There a Printable version of this without all the website fluff? I loved his book and used it to learn flash along with a few other websites.. but getting into the 600EX-RT has been a bit difficult from my old 580 EX just because of all the options and this seems to explain them quite well.


----------



## RMC33 (Jan 27, 2013)

privatebydesign said:


> RMC33 said:
> 
> 
> > digital paradise said:
> ...



Ill check it out. I went from 580 EX to 600. Few things I am not used to yet but this document cleared a lot of it up. Here is the document you linked in PDF form Digital Paradise. Its not perfect but has all the info.


----------



## digital paradise (Jan 27, 2013)

Thanks for the link.


----------



## Quasimodo (Jan 27, 2013)

thank you guys for these links 

Do you happen to know if if they can trigger each other in a long line? I have read that it has a reach of 30m, and what I have in mind for a special type of shot would require the possibility that the first one sets of the second which might be 30m further down, and maybe another 30m further down? (I have an idea of a portrait shot with a wide angle lens in a badly lit factory, where I would like to light a long way, to get a real sense of the depth). 

Right now I have a 600 RT EX, a 580 ex II, and a 430 ex II and a ST - E2 to trigger them off. My dilemma is whether to sell my smaller flashes, and get several 600 plus the ST - E3, or if I should go for a pocket wisard solution for the flexibility?


----------



## Quasimodo (Jan 27, 2013)

Will this one do the trick? 

http://plusiii.pocketwizard.com


----------



## Quasimodo (Jan 27, 2013)

A timely question, and an unpleasant one at that too, lol. However I feel I evolve all the time, and like to have the opportunities this then would present me with. At the same time as I am not forced to buy a bunch of 600, espescially now that one can get 580's quite cheap (given their discontinued status).


----------



## Quasimodo (Jan 27, 2013)

Thanks, these are things to contmplate


----------



## FunPhotons (Jan 27, 2013)

I was gearing up to get a 'strobist' set about a year ago, the one from Midwest audio.

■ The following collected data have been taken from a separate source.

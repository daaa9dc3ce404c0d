//! Deterministic single-slot pick used when the generator can't answer.

use chrono::NaiveDateTime;

/// Least-recently-scheduled employee; never-scheduled first, ties by id.
pub fn least_recently_scheduled<'a, I>(candidates: I) -> Option<(&'a str, Option<NaiveDateTime>)>
where
    I: IntoIterator<Item = (&'a str, Option<NaiveDateTime>)>,
{
    // `None < Some(_)`, so employees without history sort first
    candidates
        .into_iter()
        .min_by(|a, b| a.1.cmp(&b.1).then_with(|| a.0.cmp(b.0)))
}

pub fn fallback_reason(last_end: Option<NaiveDateTime>) -> String {
    match last_end {
        Some(t) => format!(
            "least recently scheduled (last shift ended {})",
            t.format("%Y-%m-%d %H:%M")
        ),
        None => "least recently scheduled (no previous shifts)".to_string(),
    }
}

#[cfg(test)]
mod tests {
    use super::*;
    use shiftdesk_core::types::parse_datetime;

    #[test]
    fn test_ordering() {
        let t = |s: &str| Some(parse_datetime(s).unwrap());
        let picked = least_recently_scheduled(vec![
            ("e3", t("2024-06-01T17:00")),
            ("e1", t("2024-06-02T17:00")),
            ("e2", t("2024-06-01T17:00")),
        ]);
        assert_eq!(picked.map(|p| p.0), Some("e2"));

        let fresh = least_recently_scheduled(vec![("e9", None), ("e1", t("2024-05-01T09:00"))]);
        assert_eq!(fresh, Some(("e9", None)));

        assert_eq!(least_recently_scheduled(Vec::new()), None);
    }

    #[test]
    fn test_reason_text() {
        assert!(fallback_reason(None).contains("no previous shifts"));
        let t = parse_datetime("2024-06-01T17:00").unwrap();
        assert!(fallback_reason(Some(t)).contains("2024-06-01 17:00"));
    }
}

Couple of umbrellas, those cheap crappy manual flashes and a minimal PW setup. Guess what? It cost out to over $1k. Seemed like a lot for a, well, crummy manual flash setup. There were rumors of a Canon RF system so I waited, and I'm glad I did!

Now I've got three RF flashes, with these beautiful gel head attachments (no velcro), and a tiny low profile master unit. The whole setup cost more than the Strobist set, but it includes three flashes instead of two, is fully supported by my camera (ETTL, on Camera menus, Gel whitepoint communication, etc), and is smaller and way more trim than the Strobist set. Plus the flashes are way more capable. 

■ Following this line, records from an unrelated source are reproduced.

//! Draft suggestion shapes. Drafts are never committed on their own; they go
//! back through [`crate::SuggestionIntegrator::apply_suggestions`].

use chrono::{NaiveDate, NaiveDateTime};
use serde::{Deserialize, Serialize};
use shiftdesk_core::config::SuggestConfig;
use shiftdesk_core::error::Result;
use shiftdesk_core::types::{Assignment, Interval};

/// How the generator should weigh candidates.
#[derive(Debug, Clone, Default, PartialEq, Eq, Serialize, Deserialize)]
#[serde(tag = "kind", content = "instructions", rename_all = "snake_case")]
pub enum Strategy {
    /// Spread hours evenly, respect availability.
    #[default]
    Balanced,
    /// Caller-supplied free text.
    Custom(String),
}

impl Strategy {
    pub fn from_text(text: Option<&str>) -> Self {
        match text.map(str::trim) {
            Some(t) if !t.is_empty() && !t.eq_ignore_ascii_case("balanced") => {
                Strategy::Custom(t.to_string())
            }
            _ => Strategy::Balanced,
        }
    }
}

/// Numeric limits passed to the generator and honoured by auto-fill.
#[derive(Debug, Clone, PartialEq, Serialize, Deserialize)]
pub struct SuggestConstraints {
    pub min_headcount_per_shift: u32,
    pub max_weekly_hours: f64,
    #[serde(default)]
    pub instructions: Option<String>,
}

impl SuggestConstraints {
    pub fn from_config(config: &SuggestConfig) -> Self {
        Self {
            min_headcount_per_shift: config.min_headcount_per_shift,
            max_weekly_hours: config.max_weekly_hours,
            instructions: None,
        }
    }

    pub fn with_instructions(mut self, instructions: Option<String>) -> Self {
        self.instructions = instructions.filter(|s| !s.trim().is_empty());
        self
    }
}

#[derive(Debug, Clone, PartialEq, Serialize, Deserialize)]
pub struct ShiftSuggestion {
    pub employee_id: String,
    pub start_time: NaiveDateTime,
    pub end_time: NaiveDateTime,
    #[serde(default)]
    pub position: Option<String>,
    #[serde(default)]
    pub reason: Option<String>,
}

impl ShiftSuggestion {
    pub fn interval(&self) -> Result<Interval> {
        Interval::new(self.start_time, self.end_time)
    }
}

#[derive(Debug, Clone, PartialEq, Eq, Serialize, Deserialize)]
#[serde(tag = "type", content = "name", rename_all = "snake_case")]
pub enum SuggestionSource {
    /// Produced by the named text generator.
    Generator(String),
    /// Least-recently-scheduled pick after the generator failed.
    Fallback,
    /// Deterministic auto-fill.
    AutoFill,
    /// Generator failed and no fallback applies.
    Unavailable,
}

/// Entries removed while validating generator output.
#[derive(Debug, Clone, Copy, Default, PartialEq, Eq, Serialize, Deserialize)]
pub struct Dropped {
    /// Employee id not in the eligible set.
    pub unknown_employee: usize,
    /// Missing fields, unparsable or inverted times.
    pub invalid: usize,
}

impl Dropped {
    pub fn total(&self) -> usize {
        self.unknown_employee + self.invalid
    }
}

#[derive(Debug, Clone, PartialEq, Serialize, Deserialize)]
pub struct DraftSuggestions {
    pub schedule_id: String,
    pub strategy: Strategy,
    pub suggestions: Vec<ShiftSuggestion>,
    pub summary: String,
    pub source: SuggestionSource,
    #[serde(default)]
    pub dropped: Dropped,
}

impl DraftSuggestions {
    pub(crate) fn unavailable(schedule_id: &str, strategy: Strategy, reason: &str) -> Self {
        Self {
            schedule_id: schedule_id.to_string(),
            strategy,
            suggestions: Vec::new(),
            summary: format!("No suggestions available: {reason}"),
            source: SuggestionSource::Unavailable,
            dropped: Dropped::default(),
        }
    }
}

/// Single-slot pick.
#[derive(Debug, Clone, PartialEq, Serialize, Deserialize)]
pub struct Recommendation {
    pub slot_id: String,
    /// `None` when nobody is eligible.
    pub employee_id: Option<String>,
    pub employee_name: Option<String>,
    pub reason: String,
    pub source: SuggestionSource,
}

#[derive(Debug, Clone, PartialEq, Serialize, Deserialize)]
#[serde(tag = "reason", rename_all = "snake_case")]
pub enum RejectReason {
    UnknownEmployee,
    Inactive,
    OnLeave { date: NaiveDate },
    Overlap { conflicting_slot_id: String },
    InvalidInterval { message: String },
    OutsideWeek,
}

#[derive(Debug, Clone, PartialEq, Serialize, Deserialize)]
pub struct RejectedSuggestion {
    pub suggestion: ShiftSuggestion,
    #[serde(flatten)]
    pub reason: RejectReason,
}

#[derive(Debug, Clone, Default, PartialEq, Serialize, Deserialize)]
pub struct ApplyOutcome {
    pub applied: Vec<Assignment>,
    pub rejected: Vec<RejectedSuggestion>,
}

Seriously glad I waited! I love this flash kit.


----------



## digital paradise (Jan 27, 2013)

Me too. Sold my Canon 580EX, 580EX II, Metz 58 AF-2, Yongnuo 560 and my Cybersyncs. No more cables, different flash menus to remember. Hurt a little financially but was worth it. I have never looked back.


----------



## digital paradise (Jan 27, 2013)

Jim Saunders said:


> Thanks for posting this, it looks like a good companion to the manual.
> 
> Jim



Thanks. I thought it would be a a good compliment to that great review Mark Webb did.

http://markwebbphoto.com/blog/2012/6/canon-600ex-rt-review

http://www.canonrumors.com/forum/index.php?topic=7431.0


----------